There is no question, in a political system warped and broken by corporate money and lobbyists, that a president intent on achieving "victories for the American people," as he described them, would require a sense of pragmatism, and a willingness to accept the compromises that, at times, will flow from it.
But too often, this president is so singularly focused on seeking common ground that he fails to define his - and our - principles. The tax cut deal is just the most recent example. Obama began those negotiations telegraphing his endgame, with eyes set unwaveringly on resolution. He chose not to passionately articulate his values, or to define the GOP's, and in the aftermath of the battle, he refused to explain where it's all meant to lead us.

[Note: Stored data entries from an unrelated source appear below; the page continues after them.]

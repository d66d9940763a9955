//! Observability module providing structured logging.
//!
//! The library itself only emits `tracing` events; installing a subscriber is
//! left to the binary (or the embedding application).

mod tracing_init;

pub use tracing_init::*;
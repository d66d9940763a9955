//! Tracing initialization with configurable logging formats.

use tracing_subscriber::{EnvFilter, layer::SubscriberExt, util::SubscriberInitExt};

use crate::config::{LogFormat, LoggingConfig};

/// Initialize the global tracing subscriber.
///
/// Logs go to stderr so that compiled SQL written to stdout stays clean.
pub fn init_tracing(logging: &LoggingConfig) -> Result<(), TracingError> {
    let filter = build_env_filter(logging);

    let result = match (logging.format, logging.timestamps) {
        (LogFormat::Pretty, true) => {
            let fmt_layer = tracing_subscriber::fmt::layer()
                .pretty()
                .with_writer(std::io::stderr)
                .with_target(true)
                .with_file(logging.file_line)
                .with_line_number(logging.file_line);
            tracing_subscriber::registry()
                .with(filter)
                .with(fmt_layer)
                .try_init()
        }
        (LogFormat::Pretty, false) => {
            let fmt_layer = tracing_subscriber::fmt::layer()
                .pretty()
                .with_writer(std::io::stderr)
                .with_target(true)
                .with_file(logging.file_line)
                .with_line_number(logging.file_line)
                .without_time();
            tracing_subscriber::registry()
                .with(filter)
                .with(fmt_layer)
                .try_init()
        }
        (LogFormat::Compact, true) => {
            let fmt_layer = tracing_subscriber::fmt::layer()
                .compact()
                .with_writer(std::io::stderr)
                .with_target(true)
                .with_file(logging.file_line)
                .with_line_number(logging.file_line);
            tracing_subscriber::registry()
                .with(filter)
                .with(fmt_layer)
                .try_init()
        }
        (LogFormat::Compact, false) => {
            let fmt_layer = tracing_subscriber::fmt::layer()
                .compact()
                .with_writer(std::io::stderr)
                .with_target(true)
                .with_file(logging.file_line)
                .with_line_number(logging.file_line)
                .without_time();
            tracing_subscriber::registry()
                .with(filter)
                .with(fmt_layer)
                .try_init()
        }
        (LogFormat::Json, true) => {
            let fmt_layer = tracing_subscriber::fmt::layer()
                .json()
                .with_writer(std::io::stderr)
                .with_file(logging.file_line)
                .with_line_number(logging.file_line);
            tracing_subscriber::registry()
                .with(filter)
                .with(fmt_layer)
                .try_init()
        }
        (LogFormat::Json, false) => {
            let fmt_layer = tracing_subscriber::fmt::layer()
                .json()
                .with_writer(std::io::stderr)
                .with_file(logging.file_line)
                .with_line_number(logging.file_line)
                .without_time();
            tracing_subscriber::registry()
                .with(filter)
                .with(fmt_layer)
                .try_init()
        }
    };

    result.map_err(|e| TracingError::Init(e.to_string()))
}

fn build_env_filter(config: &LoggingConfig) -> EnvFilter {
    let base_level = config.level.as_str();

    // RUST_LOG wins over the configured filter
    if let Ok(env_filter) = std::env::var("RUST_LOG") {
        EnvFilter::try_new(env_filter).unwrap_or_else(|_| EnvFilter::new(base_level))
    } else if let Some(filter) = &config.filter {
        let combined = format!("{},{}", base_level, filter);
        EnvFilter::try_new(combined).unwrap_or_else(|_| EnvFilter::new(base_level))
    } else {
        EnvFilter::new(base_level)
    }
}

/// Tracing initialization errors.
#[derive(Debug, thiserror::Error)]
pub enum TracingError {
    #[error("Failed to initialize tracing: {0}")]
    Init(String),
}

This, he might conclude, is a minor complaint from a dismissible left. But the truth is, without a president who is able - and willing to - lay out a clear, strong and principled argument, without a president who will stand up for the ideals he ran on, even as he seeks resolution, the progressive worldview becomes muted, and the conservative worldview validated.
These next two years present a daunting challenge. Once the new Congress is sworn in, any legislative movement forward on the progressive agenda (if any is possible) will require some form of compromise with an increasingly loathsome opposition. This is not a reality lost on any of us. But if reaching those compromises means a continued berating of the left, a continued lack of outrage toward the right and a continued willingness to strike deals without defining principles, then in the end, the president may well find himself with a modest list of achievements, a deeply demoralized base and a party that seemingly stands for nothing. MORE...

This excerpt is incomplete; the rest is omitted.